Records from a data source:
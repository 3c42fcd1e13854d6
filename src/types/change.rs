//! Planned changes: an action applied to one mount entry.

use std::fmt;

use serde::{Deserialize, Serialize};

use crate::types::entry::MountEntry;
use crate::types::errors::Error;

/// What to do with an entry when reconciling profiles.
///
/// The set is closed; numeric tags are stable for serialized plans and
/// anything outside the set is rejected at the [`TryFrom<u32>`] boundary.
#[derive(Debug, Clone, Copy, PartialEq, Eq, Hash, Serialize, Deserialize)]
#[serde(rename_all = "lowercase")]
#[repr(u32)]
pub enum Action {
    Keep = 0,
    Mount = 1,
    Unmount = 2,
}

impl Action {
    pub fn as_str(self) -> &'static str {
        match self {
            Action::Keep => "keep",
            Action::Mount => "mount",
            Action::Unmount => "unmount",
        }
    }

    /// The stable numeric tag of this action.
    pub const fn code(self) -> u32 {
        self as u32
    }
}

impl fmt::Display for Action {
    fn fmt(&self, f: &mut fmt::Formatter<'_>) -> fmt::Result {
        f.write_str(self.as_str())
    }
}

impl TryFrom<u32> for Action {
    type Error = Error;

    fn try_from(value: u32) -> Result<Self, Error> {
        match value {
            0 => Ok(Action::Keep),
            1 => Ok(Action::Mount),
            2 => Ok(Action::Unmount),
            other => Err(Error::UnknownAction(other)),
        }
    }
}

/// A single planned mount change.
#[derive(Debug, Clone, PartialEq, Eq, Serialize, Deserialize)]
pub struct Change {
    pub entry: MountEntry,
    pub action: Action,
}

impl Change {
    pub fn new(entry: MountEntry, action: Action) -> Self {
        Change { entry, action }
    }
}

impl fmt::Display for Change {
    fn fmt(&self, f: &mut fmt::Formatter<'_>) -> fmt::Result {
        write!(f, "{} ({})", self.action, self.entry)
    }
}
//! A recording implementation of [`SystemCalls`] for tests.
//!
//! Every call is rendered to a stable string and appended to the call log.
//! Faults and `lstat` results are injected keyed by that exact string, and
//! descriptors are handed out deterministically starting at 3, so suites
//! can assert on whole call traces including the numeric descriptors.

use std::cell::{Cell, RefCell};
use std::collections::{BTreeSet, HashMap};
use std::os::unix::io::RawFd;

use super::{FileKind, MountFlags, OpenFlags, SysError, SystemCalls, UnmountFlags};

/// Records calls, injects faults. Not thread-safe; one per test.
#[derive(Debug)]
pub struct SyscallRecorder {
    calls: RefCell<Vec<String>>,
    faults: RefCell<HashMap<String, SysError>>,
    lstats: RefCell<HashMap<String, FileKind>>,
    open_fds: RefCell<BTreeSet<RawFd>>,
    next_fd: Cell<RawFd>,
}

impl Default for SyscallRecorder {
    fn default() -> Self {
        SyscallRecorder {
            calls: RefCell::default(),
            faults: RefCell::default(),
            lstats: RefCell::default(),
            open_fds: RefCell::default(),
            // 0-2 belong to stdio.
            next_fd: Cell::new(3),
        }
    }
}

/// Render a mode the way the kernel-facing tools print it: octal with a
/// leading zero, except plain `0`.
fn octal(mode: u32) -> String {
    if mode == 0 {
        "0".to_string()
    } else {
        format!("0{mode:o}")
    }
}

impl SyscallRecorder {
    pub fn new() -> Self {
        Self::default()
    }

    /// Arrange for the call rendered exactly as `call` to fail with `err`.
    pub fn insert_fault(&self, call: &str, err: SysError) {
        self.faults.borrow_mut().insert(call.to_string(), err);
    }

    /// Arrange for an `lstat` call rendered exactly as `call` to observe
    /// the given file kind.
    pub fn insert_lstat_result(&self, call: &str, kind: FileKind) {
        self.lstats.borrow_mut().insert(call.to_string(), kind);
    }

    /// Everything recorded so far, in call order.
    pub fn calls(&self) -> Vec<String> {
        self.calls.borrow().clone()
    }

    /// Descriptors opened but not yet closed. Empty after a well-behaved
    /// executor run, whether it succeeded or failed.
    pub fn open_descriptors(&self) -> Vec<RawFd> {
        self.open_fds.borrow().iter().copied().collect()
    }

    fn record(&self, call: String) -> Result<(), SysError> {
        let fault = self.faults.borrow().get(&call).cloned();
        self.calls.borrow_mut().push(call);
        match fault {
            Some(err) => Err(err),
            None => Ok(()),
        }
    }

    fn allocate_fd(&self) -> RawFd {
        let fd = self.next_fd.get();
        self.next_fd.set(fd + 1);
        self.open_fds.borrow_mut().insert(fd);
        fd
    }
}

impl SystemCalls for SyscallRecorder {
    fn lstat(&self, path: &str) -> Result<FileKind, SysError> {
        let call = format!("lstat {path:?}");
        let kind = self.lstats.borrow().get(&call).copied();
        self.record(call.clone())?;
        match kind {
            Some(kind) => Ok(kind),
            None => panic!("one of insert_lstat_result or insert_fault must be used for {call}"),
        }
    }

    fn open(&self, path: &str, flags: OpenFlags, mode: u32) -> Result<RawFd, SysError> {
        self.record(format!("open {path:?} {flags} {}", octal(mode)))?;
        Ok(self.allocate_fd())
    }

    fn openat(
        &self,
        dirfd: RawFd,
        name: &str,
        flags: OpenFlags,
        mode: u32,
    ) -> Result<RawFd, SysError> {
        self.record(format!("openat {dirfd} {name:?} {flags} {}", octal(mode)))?;
        Ok(self.allocate_fd())
    }

    fn mkdirat(&self, dirfd: RawFd, name: &str, mode: u32) -> Result<(), SysError> {
        self.record(format!("mkdirat {dirfd} {name:?} {}", octal(mode)))
    }

    fn fchown(&self, fd: RawFd, uid: u32, gid: u32) -> Result<(), SysError> {
        self.record(format!("fchown {fd} {uid} {gid}"))
    }

    fn close(&self, fd: RawFd) -> Result<(), SysError> {
        self.record(format!("close {fd}"))?;
        if !self.open_fds.borrow_mut().remove(&fd) {
            panic!("attempting to close a file descriptor that is not open: {fd}");
        }
        Ok(())
    }

    fn mount(
        &self,
        source: &str,
        target: &str,
        fstype: &str,
        flags: MountFlags,
        data: &str,
    ) -> Result<(), SysError> {
        self.record(format!(
            "mount {source:?} {target:?} {fstype:?} {flags} {data:?}"
        ))
    }

    fn unmount(&self, target: &str, flags: UnmountFlags) -> Result<(), SysError> {
        self.record(format!("unmount {target:?} {flags}"))
    }
}

#[cfg(test)]
mod tests {
    use super::*;

    #[test]
    fn descriptors_start_at_three_and_increment() {
        let sys = SyscallRecorder::new();
        let flags = OpenFlags::NOFOLLOW | OpenFlags::CLOEXEC | OpenFlags::DIRECTORY;
        assert_eq!(sys.open("/", flags, 0).unwrap(), 3);
        assert_eq!(sys.openat(3, "a", flags, 0).unwrap(), 4);
        assert_eq!(
            sys.calls(),
            vec![
                r#"open "/" O_NOFOLLOW|O_CLOEXEC|O_DIRECTORY 0"#,
                r#"openat 3 "a" O_NOFOLLOW|O_CLOEXEC|O_DIRECTORY 0"#,
            ]
        );
        assert_eq!(sys.open_descriptors(), vec![3, 4]);
    }

    #[test]
    fn faults_are_returned_for_matching_calls() {
        let sys = SyscallRecorder::new();
        sys.insert_fault(r#"unmount "/x" UMOUNT_NOFOLLOW"#, SysError::Other("testing".into()));
        let err = sys.unmount("/x", UnmountFlags::NOFOLLOW).unwrap_err();
        assert_eq!(err, SysError::Other("testing".into()));
        assert_eq!(sys.calls(), vec![r#"unmount "/x" UMOUNT_NOFOLLOW"#]);
    }

    #[test]
    fn modes_render_in_octal() {
        let sys = SyscallRecorder::new();
        sys.mkdirat(3, "target", 0o755).unwrap();
        assert_eq!(sys.calls(), vec![r#"mkdirat 3 "target" 0755"#]);
    }

    #[test]
    #[should_panic(expected = "not open")]
    fn closing_an_unopened_descriptor_panics() {
        let sys = SyscallRecorder::new();
        let _ = sys.close(7);
    }

    #[test]
    fn faulted_open_allocates_no_descriptor() {
        let sys = SyscallRecorder::new();
        sys.insert_fault(
            r#"open "/" O_NOFOLLOW|O_CLOEXEC|O_DIRECTORY 0"#,
            SysError::Other("testing".into()),
        );
        let flags = OpenFlags::NOFOLLOW | OpenFlags::CLOEXEC | OpenFlags::DIRECTORY;
        assert!(sys.open("/", flags, 0).is_err());
        assert!(sys.open_descriptors().is_empty());
        // The next successful open still starts at 3.
        assert_eq!(sys.openat(9, "x", flags, 0).unwrap(), 3);
    }
}
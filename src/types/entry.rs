//! Mount entries in canonical fstab form.

use std::fmt;
use std::str::FromStr;

use serde::{Deserialize, Serialize};

use crate::sys::MountFlags;
use crate::types::errors::Error;

/// One row of a mount table.
///
/// The identity-carrying attribute for hierarchical reasoning is `dir`;
/// two entries are the *same* entry only when the full tuple is equal.
/// Empty `name`/`dir`/`fstype` render as `none` and an empty option list
/// renders as `defaults`, matching the fstab conventions.
#[derive(Debug, Clone, PartialEq, Eq, Default, Serialize, Deserialize)]
pub struct MountEntry {
    /// Source: a device, a bind-mount source path, or a label like `none`.
    #[serde(default)]
    pub name: String,
    /// Target mount point, as an absolute path.
    #[serde(default)]
    pub dir: String,
    /// Filesystem type.
    #[serde(default, rename = "type")]
    pub fstype: String,
    /// Mount options, in order. `bind` is recognized and becomes a mount
    /// flag; everything else is passed to the kernel as data.
    #[serde(default)]
    pub options: Vec<String>,
    #[serde(default)]
    pub dump_freq: u32,
    #[serde(default)]
    pub pass_num: u32,
}

impl MountEntry {
    /// Split the options into kernel mount flag bits and the comma-joined
    /// data string for everything the flag table does not recognize.
    pub fn flags_and_data(&self) -> (MountFlags, String) {
        let mut flags = MountFlags::empty();
        let mut data: Vec<&str> = Vec::new();
        for opt in &self.options {
            match opt.as_str() {
                "bind" => flags |= MountFlags::BIND,
                other => data.push(other),
            }
        }
        (flags, data.join(","))
    }
}

fn or_none(s: &str) -> &str {
    if s.is_empty() {
        "none"
    } else {
        s
    }
}

impl fmt::Display for MountEntry {
    fn fmt(&self, f: &mut fmt::Formatter<'_>) -> fmt::Result {
        let options = if self.options.is_empty() {
            "defaults".to_string()
        } else {
            self.options.join(",")
        };
        write!(
            f,
            "{} {} {} {} {} {}",
            or_none(&self.name),
            or_none(&self.dir),
            or_none(&self.fstype),
            options,
            self.dump_freq,
            self.pass_num
        )
    }
}

impl FromStr for MountEntry {
    type Err = Error;

    /// Parse a single fstab-style line. Three to six whitespace-separated
    /// fields; the trailing fields default to `none`, `defaults`, `0`, `0`.
    fn from_str(s: &str) -> Result<Self, Error> {
        let fields: Vec<&str> = s.split_whitespace().collect();
        if fields.len() < 3 || fields.len() > 6 {
            return Err(Error::Parse(format!(
                "expected 3 to 6 fields, found {}",
                fields.len()
            )));
        }
        let options = match fields.get(3) {
            None => Vec::new(),
            // The canonical spelling of "no options".
            Some(&"defaults") => Vec::new(),
            Some(joined) => joined.split(',').map(str::to_string).collect(),
        };
        let dump_freq = match fields.get(4) {
            None => 0,
            Some(n) => n
                .parse()
                .map_err(|_| Error::Parse(format!("invalid dump frequency {n:?}")))?,
        };
        let pass_num = match fields.get(5) {
            None => 0,
            Some(n) => n
                .parse()
                .map_err(|_| Error::Parse(format!("invalid pass number {n:?}")))?,
        };
        Ok(MountEntry {
            name: fields[0].to_string(),
            dir: fields[1].to_string(),
            fstype: fields[2].to_string(),
            options,
            dump_freq,
            pass_num,
        })
    }
}
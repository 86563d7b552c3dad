//! `ctxbox select`: pick the chunks most relevant to a query and print them.

use anyhow::Result;
use clap::ValueEnum;
use serde::Serialize;

use crate::config::Config;
use crate::ingest;
use crate::models::ContextChunk;
use crate::retrieve::format_context;
use crate::sqlite_store::SqliteStore;

#[derive(Debug, Clone, Copy, PartialEq, Eq, ValueEnum)]
pub enum OutputFormat {
    /// One block per chunk with its origin and estimate.
    Text,
    /// Machine-readable selection.
    Json,
    /// Prompt-ready context preamble.
    Prompt,
}

#[derive(Serialize)]
struct SelectOutput<'a> {
    query: &'a str,
    max_tokens: usize,
    total_tokens: usize,
    chunks: &'a [ContextChunk],
}

pub async fn run_select(
    config: &Config,
    query: &str,
    max_tokens: Option<usize>,
    format: OutputFormat,
) -> Result<()> {
    let max_tokens = max_tokens.unwrap_or(config.retrieval.max_tokens);
    let store = SqliteStore::open(config).await?;
    let chunks = ingest::select(&store, query, max_tokens).await?;
    store.close().await;

    let total_tokens: usize = chunks.iter().map(|c| c.tokens).sum();

    match format {
        OutputFormat::Json => {
            let out = SelectOutput {
                query,
                max_tokens,
                total_tokens,
                chunks: &chunks,
            };
            println!("{}", serde_json::to_string_pretty(&out)?);
        }
        OutputFormat::Prompt => {
            println!("{}", format_context(&chunks));
        }
        OutputFormat::Text => {
            if chunks.is_empty() {
                println!("No chunks selected.");
                return Ok(());
            }
            for (i, chunk) in chunks.iter().enumerate() {
                println!(
                    "{}. [{}] {} (~{} tokens)",
                    i + 1,
                    chunk.metadata.kind,
                    chunk.metadata.source,
                    chunk.tokens
                );
                println!("{}", chunk.content);
                println!();
            }
            println!(
                "selected {} chunks, ~{} of {} tokens",
                chunks.len(),
                total_tokens,
                max_tokens
            );
        }
    }

    Ok(())
}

:: WORK REQUIRED ::
Say how many lines in the records hold the string "entries". Give no other words.

:: EXERCISE OUTPUT ::
2